Beyond Mignon’s villa a footpath led down toward the red and yellow roof tiles of the fishing village, making a series of steps down the steep slope to the lake. Along the verge of the road toward the tunnel, a row of clipped evergreens gave Durell an effective shield. He moved quickly, parallel to the highway, reached the cut-stone face of the tunnel mouth and paused. The shoulder of the hill blocked his view of the spot where the man had been standing. He scrambled up, using small shrubs to pull himself above the tunnel and over the road. A few more cars whined by, echoing under him in the heart of the mountainside. He kept climbing, ducked into the shadows of the pines, and approached the spot where the watcher had been.
But the man was gone now.
Durell swore softly and quickened his silent step through the brush. There was a path of sorts here, winding upward through the pine needles. There was not much he could see in the hot shadows of the trees. The footpath cut sharply right and came out on a small level area where he could look back and down to the terrace of Colonel Mignon’s villa. The old man wasn’t on the chaise any more. Nothing stirred down there. A chipmunk made a flash of striped browns almost underfoot. He paused and listened. There were small thudding sounds on the hillside above him. He followed, moving quickly and in silence.

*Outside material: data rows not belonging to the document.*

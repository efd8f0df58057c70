use std::path::PathBuf;

use crate::entities::{SCREEN_HEIGHT, SCREEN_WIDTH};
use crate::error::{Error, Result};

/// Configuration for one environment instance.
#[derive(Clone, Debug)]
pub struct EnvConfig {
    /// Observation width in pixels.
    pub obs_width: usize,
    /// Observation height in pixels.
    pub obs_height: usize,
    /// Clock advance per step, in the time units every game timer uses.
    pub tick_ms: u64,
    /// RNG seed. Same seed and same actions = same episode.
    pub seed: Option<u64>,
    /// Append one record per finished episode here, if set.
    pub telemetry_path: Option<PathBuf>,
}

impl Default for EnvConfig {
    fn default() -> Self {
        Self {
            obs_width: 84,
            obs_height: 84,
            tick_ms: 30,
            seed: None,
            telemetry_path: None,
        }
    }
}

impl EnvConfig {
    pub fn validate(&self) -> Result<()> {
        if self.obs_width == 0 || self.obs_height == 0 {
            return Err(Error::InvalidConfig("observation size must be non-zero"));
        }
        if self.obs_width > SCREEN_WIDTH as usize || self.obs_height > SCREEN_HEIGHT as usize {
            return Err(Error::InvalidConfig(
                "observation size must not exceed the 800x600 playfield",
            ));
        }
        if self.tick_ms == 0 {
            return Err(Error::InvalidConfig("tick_ms must be non-zero"));
        }
        Ok(())
    }
}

He came to a place where the big man had tripped over a root and fallen. The imprint of a massive hand was clear in the soft earth under the pines. He took off his sunglass
es and shoved them with his left hand into his breast pocket and took out his .38 The sounds of the other man came from the left, away from the path, which had become almost invisible in the loam. He had lost his way and was standing still, confused. Durell climbed higher, above him, still not actually having his quarry in sight, feeling more puzzled by what seemed to be an unusual ineptitude on the other’s part. He started down toward him, moving very slowly, watching every footfall.
There was no sunlight here in the deep woods, and the air was still and stifling. At last he saw his man in a small clearing, turning right and left in uncertainty. He was a huge shadow, moving around the clearing like an animal in a cage.
The man turned at the last moment, squinting, and saw Durell coming. Durell made the clearing in a last quick rush and slammed his gun into the other’s big belly.
“Drop it,” he said.
“Hey, now—”
“Quickly!”
“Look, how did you—?”
The man spoke English; he was obviously an American. His voice was an animal grumble of puzzlement. He was grotesque and beetle-browed, the ugliest man Durell had ever seen. He wore a gaudy sport shirt under a rough linen coat. His belly was enormous but it did not yield to the prodding pressure of the gun. It was like probing into rock. From under the heavy brows the man’s small eyes regarded the .38 with disdain.
“Lay off, pail,” he rumbled.
He kept his Colt .45 in big bananalike fingers. Then he looked into Durell’s eyes and dropped it, grinned, wiped his mouth with the back of his hand. “You’re Durell, hey? The guy they call Cajun?”
“You ought to know. You’ve been watching me long enough.” Durell’s anger was dangerous; he tried to control it. “You gimmicked my car.”
“Not me. It wasn’t me.”
“You were looking straight at it. You saw who did it?” “It was a repair truck. While you were in the pink house. I figured you had engine trouble and sent for them. Two guys in overalls. They wasn’t long.”